I'm frustrated because my hair has really been looking like shit lately and I don't know what to do about it. I'm trying to keep it long because you have to go in for a cut too often when you have a short style. I'm also trying to find something that I can literally dry and be done with it. I don't have a lot of time in the morning with trying to get myself and my daughter out the door. Long hair is good for that because no matter what, you can always just pull it back into a ponytail. But, obviously, that gets old after awhile and even though I am a thirty-something wife and mother, I don't want to look like a thirty-something wife and mother. You know who I'm talking about, that tired woman you see at the supermarket, pushing the cart with children trailing behind her while she pushes on down the aisles with a lost look in her face because she hasn't been in a hair salon in two years (and knows she looks like it) because she doesn't have the time to squeeze it in between driving her kids all over God's green earth, cleaning the house, doing the shopping, going to work and reading the mail. I don't want to be that woman. The problem is it's really hard to find a hairstyle that meets all these criteria. Trying to find something on the internet is a massive waste of time because no site has a really large collection of photos and most of them are the types that come out of hair magazines, which are really more experimental a lot of times. They're not the sort of hairstyle any normal person would have. I'm also plagued somewhat by the fact that my hair is course, so it tends to look frizzy at the end, which means I have to spend time with products to make it look smooth, time I don't have most days. Somebody please, please help me. (pathetic whining sounds here) Please, please. I hate may hair and I want to have something decent.

My fingertips feel really warm all of a sudden. Does that mean something? But, anyway, I need some serious help here with the hair. I thinking about making an appointment at Vidal Sasson when I go home for Christmas because they're supposed to give you the right hairstyle for your face shape.

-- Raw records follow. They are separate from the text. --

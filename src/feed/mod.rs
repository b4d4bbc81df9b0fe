mod build;

pub use build::{FEED_FILENAME, FEED_MIME_TYPE, build_feed, public_url, render_feed, write_feed};
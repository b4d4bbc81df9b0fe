// This Source Code Form is subject to the terms of the Mozilla Public
// License, v. 2.0. If a copy of the MPL was not distributed with this
// file, You can obtain one at https://mozilla.org/MPL/2.0/.

use chrono::{DateTime, NaiveDate, Utc};
use serde::{Deserialize, Serialize};

/// A tracked show as reported by the catalog
#[derive(Debug, Clone, PartialEq, Serialize, Deserialize)]
pub struct Collection {
    pub id: String,
    pub name: String,
    pub description: String,
    #[serde(skip_serializing_if = "Option::is_none")]
    pub image_url: Option<String>,
    pub total_episodes: u32,
}

/// One remote episode. The `id` is stable across syncs and keys the on-disk file.
#[derive(Debug, Clone, PartialEq, Serialize, Deserialize)]
pub struct Episode {
    pub id: String,
    pub title: String,
    pub description: String,
    #[serde(skip_serializing_if = "Option::is_none")]
    pub published_at: Option<DateTime<Utc>>,
    pub duration_ms: u64,
    /// Reference handed to the downloader; never used for naming
    pub locator: String,
}

impl Episode {
    /// Duration rounded down to whole seconds
    pub fn duration_secs(&self) -> u64 {
        self.duration_ms / 1000
    }
}

/// One page of an episode listing
#[derive(Debug, Clone, Default)]
pub struct EpisodePage {
    pub items: Vec<Episode>,
    /// Opaque continuation; `None` once the listing is exhausted
    pub next_cursor: Option<String>,
}

/// Normalize a catalog release date to midnight UTC.
///
/// The catalog reports `YYYY`, `YYYY-MM` or `YYYY-MM-DD` depending on
/// `precision`; coarser values map to the first day they cover.
pub fn parse_release_date(date: &str, precision: Option<&str>) -> Option<DateTime<Utc>> {
    let padded = match precision {
        Some("year") => format!("{date}-01-01"),
        Some("month") => format!("{date}-01"),
        _ => date.to_string(),
    };

    NaiveDate::parse_from_str(&padded, "%Y-%m-%d")
        .ok()
        .and_then(|d| d.and_hms_opt(0, 0, 0))
        .map(|dt| dt.and_utc())
}
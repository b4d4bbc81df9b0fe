// This Source Code Form is subject to the terms of the Mozilla Public
// License, v. 2.0. If a copy of the MPL was not distributed with this
// file, You can obtain one at https://mozilla.org/MPL/2.0/.

use std::fmt;
use std::path::Path;

use crate::catalog::{Collection, Episode};
use crate::episode::canonical_path;
use crate::error::StateError;
use crate::metadata::Snapshot;

/// Why a collection has to be reprocessed
#[derive(Debug, Clone, Copy, PartialEq, Eq)]
pub enum ChangeReason {
    /// Never synced before, or the snapshot was unreadable
    NoSnapshot,
    /// The remote episode total differs from the snapshot's
    CountChanged { previous: u32, current: u32 },
    /// The last pass left episodes that are not on disk yet
    PendingEpisodes,
    /// The feed document is gone
    FeedMissing,
}

impl fmt::Display for ChangeReason {
    fn fmt(&self, f: &mut fmt::Formatter<'_>) -> fmt::Result {
        match self {
            Self::NoSnapshot => write!(f, "no snapshot"),
            Self::CountChanged { previous, current } => {
                write!(f, "episode count {previous} -> {current}")
            }
            Self::PendingEpisodes => write!(f, "episodes pending from last pass"),
            Self::FeedMissing => write!(f, "feed missing"),
        }
    }
}

/// Outcome of change detection for one collection
#[derive(Debug, Clone, Copy, PartialEq, Eq)]
pub enum Change {
    Unchanged,
    Changed(ChangeReason),
}

/// Decide whether a collection needs reprocessing.
///
/// Detection is count based: a remote edit that keeps the episode total
/// constant (one episode removed, another added) or that only touches metadata
/// goes unnoticed until the total moves again.
pub fn detect_change(snapshot: Option<&Snapshot>, remote: &Collection, feed_exists: bool) -> Change {
    let Some(snapshot) = snapshot else {
        return Change::Changed(ChangeReason::NoSnapshot);
    };

    if snapshot.total_episodes() != remote.total_episodes {
        return Change::Changed(ChangeReason::CountChanged {
            previous: snapshot.total_episodes(),
            current: remote.total_episodes,
        });
    }

    if !snapshot.is_complete() {
        return Change::Changed(ChangeReason::PendingEpisodes);
    }

    if !feed_exists {
        return Change::Changed(ChangeReason::FeedMissing);
    }

    Change::Unchanged
}

/// Plan for one collection, indicating what needs to be fetched
#[derive(Debug, Clone)]
pub struct SyncPlan {
    /// Episodes whose canonical file is missing, in remote order
    pub to_fetch: Vec<Episode>,
    /// Episodes already on disk
    pub already_present: Vec<Episode>,
    /// Total number of episodes in the remote listing
    pub total_episodes: usize,
}

/// Split `episodes` by the `is_present` predicate.
///
/// Presence is existence of the canonical file only; a truncated file that
/// already exists is never fetched again.
pub fn create_sync_plan<F>(episodes: Vec<Episode>, is_present: F) -> SyncPlan
where
    F: Fn(&Episode) -> bool,
{
    let total_episodes = episodes.len();
    let (already_present, to_fetch): (Vec<Episode>, Vec<Episode>) =
        episodes.into_iter().partition(|e| is_present(e));

    SyncPlan {
        to_fetch,
        already_present,
        total_episodes,
    }
}

/// Create a sync plan against the canonical files below `output_root`
pub fn plan_collection(episodes: Vec<Episode>, output_root: &Path, collection_id: &str) -> SyncPlan {
    create_sync_plan(episodes, |episode| {
        canonical_path(output_root, collection_id, &episode.id).exists()
    })
}

/// Make sure a collection's output directory exists
pub fn ensure_collection_dir(collection_dir: &Path) -> Result<(), StateError> {
    std::fs::create_dir_all(collection_dir).map_err(|e| StateError::CreateDirectoryFailed {
        path: collection_dir.to_path_buf(),
        source: e,
    })
}

/// Wipe and recreate the staging area.
///
/// Runs once before the sync loop starts to discard files orphaned by a crash
/// in the middle of a fetch.
pub fn reset_staging(staging_root: &Path) -> Result<(), StateError> {
    match std::fs::remove_dir_all(staging_root) {
        Ok(()) => {}
        Err(e) if e.kind() == std::io::ErrorKind::NotFound => {}
        Err(e) => {
            return Err(StateError::ClearStagingFailed {
                path: staging_root.to_path_buf(),
                source: e,
            });
        }
    }

    std::fs::create_dir_all(staging_root).map_err(|e| StateError::CreateDirectoryFailed {
        path: staging_root.to_path_buf(),
        source: e,
    })
}
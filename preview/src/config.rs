use std::path::Path;

use anyhow::{Context, Result};
use myrtio_light_sequencer::color::DEFAULT_GAMMA;
use myrtio_light_sequencer::config::{
    DEFAULT_FADE_STEPS, DEFAULT_INTENSITY_THRESHOLD, DEFAULT_PATTERN_STEPS, DEFAULT_POLL_INTERVAL,
    DEFAULT_RETRY_INITIAL, DEFAULT_RETRY_MAX,
};
use myrtio_light_sequencer::driver::DEFAULT_LED_COUNT;
use myrtio_light_sequencer::time::saturating_millis;
use myrtio_light_sequencer::{KeyframeTransition, PatternConfig, SequencerConfig, SyncConfig};
use serde::Deserialize;

#[derive(Debug, Default, Deserialize)]
pub struct Config {
    #[serde(default)]
    pub strip: StripConfig,
    #[serde(default)]
    pub pattern: PatternSection,
    #[serde(default)]
    pub sync: SyncSection,
}

#[derive(Debug, Deserialize)]
pub struct StripConfig {
    #[serde(default = "default_led_count")]
    pub led_count: usize,
    /// Terminal cells used to draw the strip
    #[serde(default = "default_columns")]
    pub columns: usize,
    #[serde(default = "default_gamma")]
    pub gamma: f32,
}

#[derive(Debug, Deserialize)]
pub struct PatternSection {
    #[serde(default = "default_pattern_steps")]
    pub steps: u32,
    #[serde(default = "default_brightness")]
    pub brightness: f32,
    #[serde(default)]
    pub hold: bool,
}

#[derive(Debug, Deserialize)]
pub struct SyncSection {
    #[serde(default = "default_fade_steps")]
    pub fade_steps: u32,
    #[serde(default = "default_intensity_threshold")]
    pub intensity_threshold: f32,
    #[serde(default = "default_brightness")]
    pub brightness: f32,
    #[serde(default = "default_poll_interval_ms")]
    pub poll_interval_ms: u64,
    #[serde(default = "default_retry_initial_ms")]
    pub retry_initial_ms: u64,
    #[serde(default = "default_retry_max_ms")]
    pub retry_max_ms: u64,
    #[serde(default = "default_max_idle_polls")]
    pub max_idle_polls: Option<u32>,
}

impl Default for StripConfig {
    fn default() -> Self {
        Self {
            led_count: default_led_count(),
            columns: default_columns(),
            gamma: default_gamma(),
        }
    }
}

impl Default for PatternSection {
    fn default() -> Self {
        Self {
            steps: default_pattern_steps(),
            brightness: default_brightness(),
            hold: false,
        }
    }
}

impl Default for SyncSection {
    fn default() -> Self {
        Self {
            fade_steps: default_fade_steps(),
            intensity_threshold: default_intensity_threshold(),
            brightness: default_brightness(),
            poll_interval_ms: default_poll_interval_ms(),
            retry_initial_ms: default_retry_initial_ms(),
            retry_max_ms: default_retry_max_ms(),
            max_idle_polls: default_max_idle_polls(),
        }
    }
}

fn default_led_count() -> usize {
    DEFAULT_LED_COUNT
}

fn default_columns() -> usize {
    60
}

fn default_gamma() -> f32 {
    DEFAULT_GAMMA
}

fn default_pattern_steps() -> u32 {
    DEFAULT_PATTERN_STEPS
}

fn default_fade_steps() -> u32 {
    DEFAULT_FADE_STEPS
}

fn default_intensity_threshold() -> f32 {
    DEFAULT_INTENSITY_THRESHOLD
}

fn default_brightness() -> f32 {
    1.0
}

fn default_poll_interval_ms() -> u64 {
    DEFAULT_POLL_INTERVAL.as_millis()
}

fn default_retry_initial_ms() -> u64 {
    DEFAULT_RETRY_INITIAL.as_millis()
}

fn default_retry_max_ms() -> u64 {
    DEFAULT_RETRY_MAX.as_millis()
}

// The simulated track never resumes once it ends.
fn default_max_idle_polls() -> Option<u32> {
    Some(3)
}

impl Config {
    pub fn sequencer(&self) -> SequencerConfig {
        SequencerConfig {
            gamma: self.strip.gamma,
            pattern: PatternConfig {
                steps: self.pattern.steps,
                brightness: self.pattern.brightness,
                transition: if self.pattern.hold {
                    KeyframeTransition::Hold
                } else {
                    KeyframeTransition::Fade
                },
            },
            sync: SyncConfig {
                fade_steps: self.sync.fade_steps,
                intensity_threshold: self.sync.intensity_threshold,
                brightness: self.sync.brightness,
                poll_interval: saturating_millis(self.sync.poll_interval_ms),
                retry_initial: saturating_millis(self.sync.retry_initial_ms),
                retry_max: saturating_millis(self.sync.retry_max_ms),
                max_idle_polls: self.sync.max_idle_polls,
            },
        }
    }
}

pub fn load_config(path: &Path) -> Result<Config> {
    let content = std::fs::read_to_string(path)
        .with_context(|| format!("reading config {}", path.display()))?;
    toml::from_str(&content).with_context(|| format!("parsing config {}", path.display()))
}
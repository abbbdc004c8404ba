/// Clamp a float channel value into `0..=255`, truncating the fraction
///
/// NaN maps to zero.
#[inline]
#[allow(clippy::cast_possible_truncation, clippy::cast_sign_loss)]
pub fn clamp8(value: f32) -> u8 {
    if value.is_nan() {
        return 0;
    }
    value.clamp(0.0, 255.0) as u8
}

/// Interpolate one channel at `step` of `steps`, then scale by `brightness`
///
/// `raw = a + (b - a) * step / steps`. With zero steps the start value is
/// returned.
#[inline]
#[allow(clippy::cast_precision_loss)]
pub fn lerp8(a: u8, b: u8, step: u32, steps: u32, brightness: f32) -> u8 {
    let a = f32::from(a);
    let raw = if steps == 0 {
        a
    } else {
        a + (f32::from(b) - a) * step as f32 / steps as f32
    };
    clamp8(raw * brightness)
}

/// Clamp a brightness factor into `0.0..=1.0`
///
/// NaN maps to zero.
#[inline]
pub fn unit_clamp(value: f32) -> f32 {
    if value.is_nan() {
        return 0.0;
    }
    value.clamp(0.0, 1.0)
}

I'm amazed that your average run of the mill hairstylist doesn't seem able to just look at your face and hair type and give you something that looks good. I think they're too paranoid the client will flip out or something. They shouldn't be afraid, though. What does the client know about hair.? Of course, there are the hairstylists who are just dying to try a certain new style on someone and the person they manage to convince to get it is the last person it looks good on. That's why people go home crying. It's really all just a big breakdown of communication. But, seriously, I need major hair help. Someone help me. That's what this post is about. Find me a freaking haircut for the love of God.